In order to unroll instance specifiers into actual instances, it uses unroller.py. Sometimes, the PPRs list something that looks like a pattern to unroll, but the core can really only see one of the many instances of the register. Those are listed in the variable implicit_patterns in unroller.py in order to prevent them from being unrolled (it's expected for the resulting SVD files to be used from the CPU core--and from its point of view, the other instances don't matter to this specific core).
The outputs are usually called phase3_host.svd for the HOST access method and phase3_io.svd for the IO access method.
After that, you can use svd2rust or similar tools to generate header files or similar files that allow you to access those registers using human-readable constructs.
There's also files phase3_host_ficaa.svd and phase3_smn_ficaa.svd which can't be used with svd2rust but which list data fabric registers that are beind a FICAA indirect access. The field addressOffset already contains the FICAA field as it is supposed to be programmed.

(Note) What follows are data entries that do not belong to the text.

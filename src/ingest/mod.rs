//! Frame sources.
//!
//! - `stub://` synthetic scene (always available; demos and tests)
//! - `http(s)://` MJPEG streams or JPEG snapshot endpoints (feature: ingest-http)
//! - `rtsp(s)://` camera streams via GStreamer (feature: rtsp-gstreamer)
//!
//! UniFi Protect exposes both an RTSPS stream and a JPEG snapshot endpoint per
//! camera, so either networked backend can front the doorbell. Sources do no
//! detection and keep no frame after handing it to the caller.

#[cfg(feature = "ingest-http")]
pub mod http;
#[cfg(feature = "rtsp-gstreamer")]
pub mod rtsp;
pub mod synthetic;

use anyhow::{anyhow, Result};
use std::time::Duration;

use crate::config::CameraSettings;
use crate::frame::Frame;

#[cfg(feature = "ingest-http")]
pub use http::HttpSource;
#[cfg(feature = "rtsp-gstreamer")]
pub use rtsp::RtspSource;
pub use synthetic::{SyntheticConfig, SyntheticSource};

/// A camera feed delivering frames in capture order.
pub trait FrameSource: Send {
    /// Open the underlying stream. Must be called before `next_frame`.
    fn connect(&mut self) -> Result<()>;

    /// Block until the next frame is available.
    ///
    /// `Ok(None)` means the source has ended and will produce nothing more.
    /// Errors are per-capture: the caller may retry.
    fn next_frame(&mut self) -> Result<Option<Frame>>;

    /// Get frame statistics.
    fn stats(&self) -> SourceStats;
}

/// Statistics for a frame source.
#[derive(Clone, Debug)]
pub struct SourceStats {
    pub frames_captured: u64,
    pub source: String,
}

/// Build the source named by the camera URL. Does not connect.
pub fn open_source(settings: &CameraSettings) -> Result<Box<dyn FrameSource>> {
    let url = settings.url.trim();
    let scheme = url
        .split_once("://")
        .map(|(scheme, _)| scheme.to_ascii_lowercase())
        .ok_or_else(|| anyhow!("camera url '{}' has no scheme", url))?;

    match scheme.as_str() {
        "stub" => Ok(Box::new(SyntheticSource::new(SyntheticConfig::from_url(
            url,
        )?))),
        "http" | "https" => open_http(settings),
        "rtsp" | "rtsps" => open_rtsp(settings),
        other => Err(anyhow!(
            "unsupported camera scheme '{}'; expected stub, http(s) or rtsp(s)",
            other
        )),
    }
}

#[cfg(feature = "ingest-http")]
fn open_http(settings: &CameraSettings) -> Result<Box<dyn FrameSource>> {
    Ok(Box::new(HttpSource::new(
        &settings.url,
        settings.capture_fps,
    )?))
}

#[cfg(not(feature = "ingest-http"))]
fn open_http(_settings: &CameraSettings) -> Result<Box<dyn FrameSource>> {
    Err(anyhow!("http camera sources require the ingest-http feature"))
}

#[cfg(feature = "rtsp-gstreamer")]
fn open_rtsp(settings: &CameraSettings) -> Result<Box<dyn FrameSource>> {
    Ok(Box::new(RtspSource::new(
        &settings.url,
        settings.capture_fps,
    )?))
}

#[cfg(not(feature = "rtsp-gstreamer"))]
fn open_rtsp(_settings: &CameraSettings) -> Result<Box<dyn FrameSource>> {
    Err(anyhow!("rtsp camera sources require the rtsp-gstreamer feature"))
}

/// Minimum spacing between delivered frames for a capture rate.
pub(crate) fn frame_interval(target_fps: u32) -> Duration {
    if target_fps == 0 {
        Duration::from_millis(0)
    } else {
        Duration::from_millis((1000 / target_fps).max(1) as u64)
    }
}

#[cfg(test)]
mod tests {
    use super::*;

    #[test]
    fn stub_urls_open_synthetic_sources() -> Result<()> {
        let settings = CameraSettings {
            url: "stub://porch?size=64x48".into(),
            capture_fps: 10,
        };
        let mut source = open_source(&settings)?;
        source.connect()?;
        let frame = source.next_frame()?.expect("frame");
        assert_eq!((frame.width(), frame.height()), (64, 48));
        assert_eq!(source.stats().source, "stub://porch?size=64x48");
        Ok(())
    }

    #[test]
    fn unknown_scheme_is_rejected() {
        let settings = CameraSettings {
            url: "ftp://camera".into(),
            capture_fps: 10,
        };
        assert!(open_source(&settings).is_err());
    }

    #[test]
    fn url_without_scheme_is_rejected() {
        let settings = CameraSettings {
            url: "front-door".into(),
            capture_fps: 10,
        };
        assert!(open_source(&settings).is_err());
    }

    #[test]
    fn frame_interval_follows_capture_rate() {
        assert_eq!(frame_interval(10), Duration::from_millis(100));
        assert_eq!(frame_interval(0), Duration::ZERO);
    }
}
//! Frame container and the geometry types that come out of detection.
//!
//! - `Frame`: one RGB camera sample, owned by whoever captured it and lent to
//!   the detection pipeline for a single cycle.
//! - `MotionRegion`: pixel-space bounding box of a moving blob.
//!
//! Frames are validated once at construction. Everything downstream may assume
//! `data.len() == width * height * 3`.

use anyhow::{anyhow, Context, Result};
use base64::Engine;
use image::codecs::jpeg::JpegEncoder;
use image::{GenericImageView, RgbImage};
use serde::Serialize;
use std::fmt;

/// Channels per pixel. Frames are always packed RGB8.
pub const CHANNELS: usize = 3;

/// Default JPEG quality for frames pushed to subscribers.
pub const DEFAULT_JPEG_QUALITY: u8 = 80;

/// One RGB camera frame.
///
/// Pixel data is immutable once constructed. The detection pipeline borrows a
/// frame for the duration of one call and never keeps a reference to it.
#[derive(Clone)]
pub struct Frame {
    image: RgbImage,
}

impl Frame {
    /// Wrap packed RGB8 bytes.
    pub fn from_rgb(width: u32, height: u32, data: Vec<u8>) -> Result<Self> {
        if width == 0 || height == 0 {
            return Err(anyhow!("frame dimensions must be non-zero"));
        }
        let expected_len = (width as usize)
            .checked_mul(height as usize)
            .and_then(|v| v.checked_mul(CHANNELS))
            .ok_or_else(|| anyhow!("frame dimensions overflow"))?;
        if data.len() != expected_len {
            return Err(anyhow!(
                "expected {} RGB bytes for {}x{}, received {}",
                expected_len,
                width,
                height,
                data.len()
            ));
        }
        let image = RgbImage::from_raw(width, height, data)
            .ok_or_else(|| anyhow!("frame buffer does not match {}x{}", width, height))?;
        Ok(Self { image })
    }

    /// Decode a JPEG/PNG payload into a frame.
    pub fn decode(bytes: &[u8]) -> Result<Self> {
        let decoded = image::load_from_memory(bytes).context("decode frame image")?;
        let (width, height) = decoded.dimensions();
        if width == 0 || height == 0 {
            return Err(anyhow!("decoded frame is empty"));
        }
        Ok(Self {
            image: decoded.into_rgb8(),
        })
    }

    pub fn width(&self) -> u32 {
        self.image.width()
    }

    pub fn height(&self) -> u32 {
        self.image.height()
    }

    pub fn image(&self) -> &RgbImage {
        &self.image
    }

    /// Encode as baseline JPEG.
    pub fn encode_jpeg(&self, quality: u8) -> Result<Vec<u8>> {
        let mut out = Vec::with_capacity(self.image.as_raw().len() / 8);
        JpegEncoder::new_with_quality(&mut out, quality.clamp(1, 100))
            .encode_image(&self.image)
            .context("encode frame as jpeg")?;
        Ok(out)
    }

    /// JPEG bytes as standard base64, the shape the dashboard puts in an
    /// `<img src="data:image/jpeg;base64,...">`.
    pub fn encode_jpeg_base64(&self, quality: u8) -> Result<String> {
        let jpeg = self.encode_jpeg(quality)?;
        Ok(base64::engine::general_purpose::STANDARD.encode(jpeg))
    }
}

impl From<RgbImage> for Frame {
    fn from(image: RgbImage) -> Self {
        Self { image }
    }
}

impl fmt::Debug for Frame {
    fn fmt(&self, f: &mut fmt::Formatter<'_>) -> fmt::Result {
        f.debug_struct("Frame")
            .field("width", &self.width())
            .field("height", &self.height())
            .finish_non_exhaustive()
    }
}

/// Axis-aligned box in frame pixel coordinates around one moving blob.
#[derive(Clone, Copy, Debug, PartialEq, Eq, Serialize)]
pub struct MotionRegion {
    pub x: u32,
    pub y: u32,
    pub width: u32,
    pub height: u32,
}

impl MotionRegion {
    /// True if the two boxes share at least one pixel.
    pub fn overlaps(&self, other: &MotionRegion) -> bool {
        self.x < other.x + other.width
            && other.x < self.x + self.width
            && self.y < other.y + other.height
            && other.y < self.y + self.height
    }
}
use anyhow::{anyhow, Result};
use std::sync::atomic::{AtomicUsize, Ordering};
use std::sync::Arc;

use crate::detect::backend::PersonClassifier;
use crate::detect::result::{PersonBox, PersonDetection, PersonScan, PERSON_CLASS_ID};
use crate::frame::Frame;

#[derive(Clone, Copy, Debug, PartialEq, Eq)]
enum StubResponse {
    NoPerson,
    Person,
    Fail,
}

/// Model-free classifier with a fixed answer.
///
/// Used when no model is deployed (motion-only mode) and in tests, where the
/// shared call counter shows whether the pipeline consulted the classifier.
pub struct StubClassifier {
    response: StubResponse,
    calls: Arc<AtomicUsize>,
}

impl StubClassifier {
    /// Never reports a person.
    pub fn new() -> Self {
        Self::with_response(StubResponse::NoPerson)
    }

    /// Reports one full-frame person on every call.
    pub fn always_person() -> Self {
        Self::with_response(StubResponse::Person)
    }

    /// Fails every call, as a broken inference engine would.
    pub fn failing() -> Self {
        Self::with_response(StubResponse::Fail)
    }

    fn with_response(response: StubResponse) -> Self {
        Self {
            response,
            calls: Arc::new(AtomicUsize::new(0)),
        }
    }

    /// Handle to the number of `detect_person` calls made so far.
    pub fn call_counter(&self) -> Arc<AtomicUsize> {
        self.calls.clone()
    }
}

impl Default for StubClassifier {
    fn default() -> Self {
        Self::new()
    }
}

impl PersonClassifier for StubClassifier {
    fn name(&self) -> &'static str {
        "stub"
    }

    fn detect_person(&mut self, _frame: &Frame) -> Result<PersonScan> {
        self.calls.fetch_add(1, Ordering::SeqCst);
        match self.response {
            StubResponse::NoPerson => Ok(PersonScan::default()),
            StubResponse::Person => Ok(PersonScan {
                people: vec![PersonDetection {
                    bbox: PersonBox::from([0.0, 0.0, 1.0, 1.0]),
                    score: 0.9,
                    class_id: PERSON_CLASS_ID,
                }],
            }),
            StubResponse::Fail => Err(anyhow!("stub classifier failure")),
        }
    }
}

#[cfg(test)]
mod tests {
    use super::*;

    fn frame() -> Frame {
        Frame::from_rgb(4, 4, vec![0u8; 48]).unwrap()
    }

    #[test]
    fn stub_counts_calls() -> Result<()> {
        let mut stub = StubClassifier::new();
        let calls = stub.call_counter();

        assert!(!stub.detect_person(&frame())?.person_detected());
        assert!(!stub.detect_person(&frame())?.person_detected());
        assert_eq!(calls.load(Ordering::SeqCst), 2);
        Ok(())
    }

    #[test]
    fn always_person_reports_a_person() -> Result<()> {
        let mut stub = StubClassifier::always_person();
        let scan = stub.detect_person(&frame())?;
        assert_eq!(scan.people.len(), 1);
        assert_eq!(scan.people[0].class_id, PERSON_CLASS_ID);
        Ok(())
    }

    #[test]
    fn failing_stub_errors() {
        let mut stub = StubClassifier::failing();
        assert!(stub.detect_person(&frame()).is_err());
        assert_eq!(stub.call_counter().load(Ordering::SeqCst), 1);
    }
}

Because of the way this indirect access is to be done, it's not possible to represent any of those peripherals as a continuous (bigger than 32 bit long) struct in memory.
Phase 4 identifies register blocks and collects those into clusters.

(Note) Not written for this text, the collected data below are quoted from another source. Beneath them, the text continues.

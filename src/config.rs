use anyhow::{anyhow, Result};
use serde::Deserialize;
use std::path::{Path, PathBuf};
use std::str::FromStr;
use std::time::Duration;

use crate::detect::{MotionSettings, DEFAULT_PERSON_THRESHOLD};
use crate::frame::DEFAULT_JPEG_QUALITY;

const DEFAULT_ADDR: &str = "127.0.0.1:8088";
const DEFAULT_CAMERA_URL: &str = "stub://front_door";
const DEFAULT_CAPTURE_FPS: u32 = 15;
const DEFAULT_MODEL_PATH: &str = "models/detect.onnx";
const DEFAULT_MODEL_SIZE: u32 = 300;
const DEFAULT_STREAM_FPS: u32 = 30;
const DEFAULT_MAX_CONSECUTIVE_ERRORS: u32 = 30;

#[derive(Debug, Deserialize, Default)]
struct PorchwatchConfigFile {
    server: Option<ServerConfigFile>,
    camera: Option<CameraConfigFile>,
    detection: Option<DetectionConfigFile>,
    stream: Option<StreamConfigFile>,
}

#[derive(Debug, Deserialize, Default)]
struct ServerConfigFile {
    addr: Option<String>,
}

#[derive(Debug, Deserialize, Default)]
struct CameraConfigFile {
    url: Option<String>,
    capture_fps: Option<u32>,
}

#[derive(Debug, Deserialize, Default)]
struct DetectionConfigFile {
    motion_threshold: Option<u8>,
    min_area: Option<f64>,
    blur_kernel: Option<u32>,
    dilate_iterations: Option<u8>,
    person_threshold: Option<f32>,
    classifier: Option<String>,
    model_path: Option<PathBuf>,
    model_width: Option<u32>,
    model_height: Option<u32>,
}

#[derive(Debug, Deserialize, Default)]
struct StreamConfigFile {
    target_fps: Option<u32>,
    jpeg_quality: Option<u8>,
    max_consecutive_errors: Option<u32>,
    alert_cooldown_secs: Option<u64>,
}

#[derive(Debug, Clone)]
pub struct PorchwatchConfig {
    pub addr: String,
    pub camera: CameraSettings,
    pub detection: DetectionSettings,
    pub stream: StreamSettings,
}

#[derive(Debug, Clone, PartialEq)]
pub struct CameraSettings {
    /// Frame source URL: `stub://`, `http(s)://` or `rtsp(s)://`.
    pub url: String,
    /// Rate the source decimates capture to.
    pub capture_fps: u32,
}

impl Default for CameraSettings {
    fn default() -> Self {
        Self {
            url: DEFAULT_CAMERA_URL.to_string(),
            capture_fps: DEFAULT_CAPTURE_FPS,
        }
    }
}

#[derive(Debug, Clone, Copy, PartialEq, Eq)]
pub enum ClassifierKind {
    Tract,
    Stub,
}

impl Default for ClassifierKind {
    /// `tract` when built with `backend-tract`, otherwise the motion-only stub.
    fn default() -> Self {
        if cfg!(feature = "backend-tract") {
            ClassifierKind::Tract
        } else {
            ClassifierKind::Stub
        }
    }
}

impl FromStr for ClassifierKind {
    type Err = anyhow::Error;

    fn from_str(value: &str) -> Result<Self> {
        match value.trim().to_ascii_lowercase().as_str() {
            "tract" => Ok(ClassifierKind::Tract),
            "stub" | "none" => Ok(ClassifierKind::Stub),
            other => Err(anyhow!(
                "unknown classifier '{}'; expected 'tract' or 'stub'",
                other
            )),
        }
    }
}

#[derive(Debug, Clone, PartialEq)]
pub struct DetectionSettings {
    pub motion: MotionSettings,
    pub person_threshold: f32,
    pub classifier: ClassifierKind,
    pub model_path: PathBuf,
    pub model_width: u32,
    pub model_height: u32,
}

impl Default for DetectionSettings {
    fn default() -> Self {
        Self {
            motion: MotionSettings::default(),
            person_threshold: DEFAULT_PERSON_THRESHOLD,
            classifier: ClassifierKind::default(),
            model_path: PathBuf::from(DEFAULT_MODEL_PATH),
            model_width: DEFAULT_MODEL_SIZE,
            model_height: DEFAULT_MODEL_SIZE,
        }
    }
}

#[derive(Debug, Clone, PartialEq)]
pub struct StreamSettings {
    /// Outbound frame rate cap per subscriber.
    pub target_fps: u32,
    pub jpeg_quality: u8,
    /// Consecutive capture failures tolerated before the stream is abandoned.
    pub max_consecutive_errors: u32,
    /// Minimum gap between two person alerts on one stream. Zero alerts on
    /// every confirmed frame.
    pub alert_cooldown: Duration,
}

impl Default for StreamSettings {
    fn default() -> Self {
        Self {
            target_fps: DEFAULT_STREAM_FPS,
            jpeg_quality: DEFAULT_JPEG_QUALITY,
            max_consecutive_errors: DEFAULT_MAX_CONSECUTIVE_ERRORS,
            alert_cooldown: Duration::ZERO,
        }
    }
}

impl StreamSettings {
    pub fn frame_interval(&self) -> Duration {
        Duration::from_secs_f64(1.0 / self.target_fps.max(1) as f64)
    }
}

impl PorchwatchConfig {
    pub fn load() -> Result<Self> {
        let config_path = std::env::var("PORCHWATCH_CONFIG").ok();
        let file_cfg = match config_path.as_deref() {
            Some(path) if !path.trim().is_empty() => Some(read_config_file(Path::new(path))?),
            _ => None,
        };
        let mut cfg = Self::from_file(file_cfg.unwrap_or_default())?;
        cfg.apply_env()?;
        cfg.validate()?;
        Ok(cfg)
    }

    fn from_file(file: PorchwatchConfigFile) -> Result<Self> {
        let addr = file
            .server
            .and_then(|server| server.addr)
            .unwrap_or_else(|| DEFAULT_ADDR.to_string());

        let camera_file = file.camera.unwrap_or_default();
        let camera = CameraSettings {
            url: camera_file
                .url
                .unwrap_or_else(|| DEFAULT_CAMERA_URL.to_string()),
            capture_fps: camera_file.capture_fps.unwrap_or(DEFAULT_CAPTURE_FPS),
        };

        let det = file.detection.unwrap_or_default();
        let motion_defaults = MotionSettings::default();
        let detection = DetectionSettings {
            motion: MotionSettings {
                threshold: det.motion_threshold.unwrap_or(motion_defaults.threshold),
                min_area: det.min_area.unwrap_or(motion_defaults.min_area),
                blur_kernel: det.blur_kernel.unwrap_or(motion_defaults.blur_kernel),
                dilate_iterations: det
                    .dilate_iterations
                    .unwrap_or(motion_defaults.dilate_iterations),
            },
            person_threshold: det.person_threshold.unwrap_or(DEFAULT_PERSON_THRESHOLD),
            classifier: match det.classifier {
                Some(kind) => kind.parse()?,
                None => ClassifierKind::default(),
            },
            model_path: det
                .model_path
                .unwrap_or_else(|| PathBuf::from(DEFAULT_MODEL_PATH)),
            model_width: det.model_width.unwrap_or(DEFAULT_MODEL_SIZE),
            model_height: det.model_height.unwrap_or(DEFAULT_MODEL_SIZE),
        };

        let stream_file = file.stream.unwrap_or_default();
        let stream = StreamSettings {
            target_fps: stream_file.target_fps.unwrap_or(DEFAULT_STREAM_FPS),
            jpeg_quality: stream_file.jpeg_quality.unwrap_or(DEFAULT_JPEG_QUALITY),
            max_consecutive_errors: stream_file
                .max_consecutive_errors
                .unwrap_or(DEFAULT_MAX_CONSECUTIVE_ERRORS),
            alert_cooldown: Duration::from_secs(stream_file.alert_cooldown_secs.unwrap_or(0)),
        };

        Ok(Self {
            addr,
            camera,
            detection,
            stream,
        })
    }

    fn apply_env(&mut self) -> Result<()> {
        if let Some(addr) = env_string("PORCHWATCH_ADDR") {
            self.addr = addr;
        }
        if let Some(url) = env_string("PORCHWATCH_CAMERA_URL") {
            self.camera.url = url;
        }
        if let Some(kind) = env_string("PORCHWATCH_CLASSIFIER") {
            self.detection.classifier = kind.parse()?;
        }
        if let Some(path) = env_string("PORCHWATCH_MODEL_PATH") {
            self.detection.model_path = PathBuf::from(path);
        }
        if let Some(threshold) = env_parse::<u8>("PORCHWATCH_MOTION_THRESHOLD")? {
            self.detection.motion.threshold = threshold;
        }
        if let Some(min_area) = env_parse::<f64>("PORCHWATCH_MIN_AREA")? {
            self.detection.motion.min_area = min_area;
        }
        if let Some(threshold) = env_parse::<f32>("PORCHWATCH_PERSON_THRESHOLD")? {
            self.detection.person_threshold = threshold;
        }
        if let Some(fps) = env_parse::<u32>("PORCHWATCH_STREAM_FPS")? {
            self.stream.target_fps = fps;
        }
        Ok(())
    }

    fn validate(&self) -> Result<()> {
        if self.addr.parse::<std::net::SocketAddr>().is_err() {
            return Err(anyhow!("server address '{}' is not a socket address", self.addr));
        }
        if self.camera.url.trim().is_empty() {
            return Err(anyhow!("camera url must not be empty"));
        }
        if self.stream.target_fps == 0 {
            return Err(anyhow!("stream target_fps must be greater than zero"));
        }
        if !(1..=100).contains(&self.stream.jpeg_quality) {
            return Err(anyhow!("jpeg_quality must be between 1 and 100"));
        }
        let motion = &self.detection.motion;
        if motion.blur_kernel < 3 || motion.blur_kernel % 2 == 0 {
            return Err(anyhow!(
                "blur_kernel must be an odd number >= 3 (got {})",
                motion.blur_kernel
            ));
        }
        if !motion.min_area.is_finite() || motion.min_area < 0.0 {
            return Err(anyhow!("min_area must be a non-negative number"));
        }
        if !(0.0..=1.0).contains(&self.detection.person_threshold) {
            return Err(anyhow!("person_threshold must be within [0, 1]"));
        }
        if self.detection.model_width == 0 || self.detection.model_height == 0 {
            return Err(anyhow!("model input dimensions must be non-zero"));
        }
        Ok(())
    }
}

fn read_config_file(path: &Path) -> Result<PorchwatchConfigFile> {
    let raw = std::fs::read_to_string(path)
        .map_err(|e| anyhow!("failed to read config file {}: {}", path.display(), e))?;
    let is_toml = path
        .extension()
        .is_some_and(|ext| ext.eq_ignore_ascii_case("toml"));
    let cfg = if is_toml {
        toml::from_str(&raw).map_err(|e| anyhow!("invalid config file {}: {}", path.display(), e))?
    } else {
        serde_json::from_str(&raw)
            .map_err(|e| anyhow!("invalid config file {}: {}", path.display(), e))?
    };
    Ok(cfg)
}

fn env_string(key: &str) -> Option<String> {
    std::env::var(key).ok().filter(|value| !value.trim().is_empty())
}

fn env_parse<T: FromStr>(key: &str) -> Result<Option<T>> {
    match env_string(key) {
        Some(raw) => raw
            .trim()
            .parse()
            .map(Some)
            .map_err(|_| anyhow!("{} has an invalid value '{}'", key, raw)),
        None => Ok(None),
    }
}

If the collection into clusters is done automatically (rather than by configuration), then the cluster name with have the suffix "_unsorted".
Registers with adjacent addresses are collected into clusters.
The collection proceeds greedily and if in doubt, collects more into fewer clusters.
It's a good idea to edit phase4_cluster_names in settings.py to set up which things start a new cluster.
Finally, if a cluster contains only one register, the cluster level is elided and the register is represented without extra cluster.
This phase filters the phase3 result such that a register block is represented as a cluster.
It also adds <displayName> nodes with a more human-readable name if it's different (i.e. shorter) than the original register name.
This phase makes all the addressOffsets relative to the cluster they are in. Some tools expect this--but it's harder for a human to understand the resulting SVD file than if it was just absolute addresses.
This is all automated using GNU Make, so just make is enough to make it go through all the necessary phases.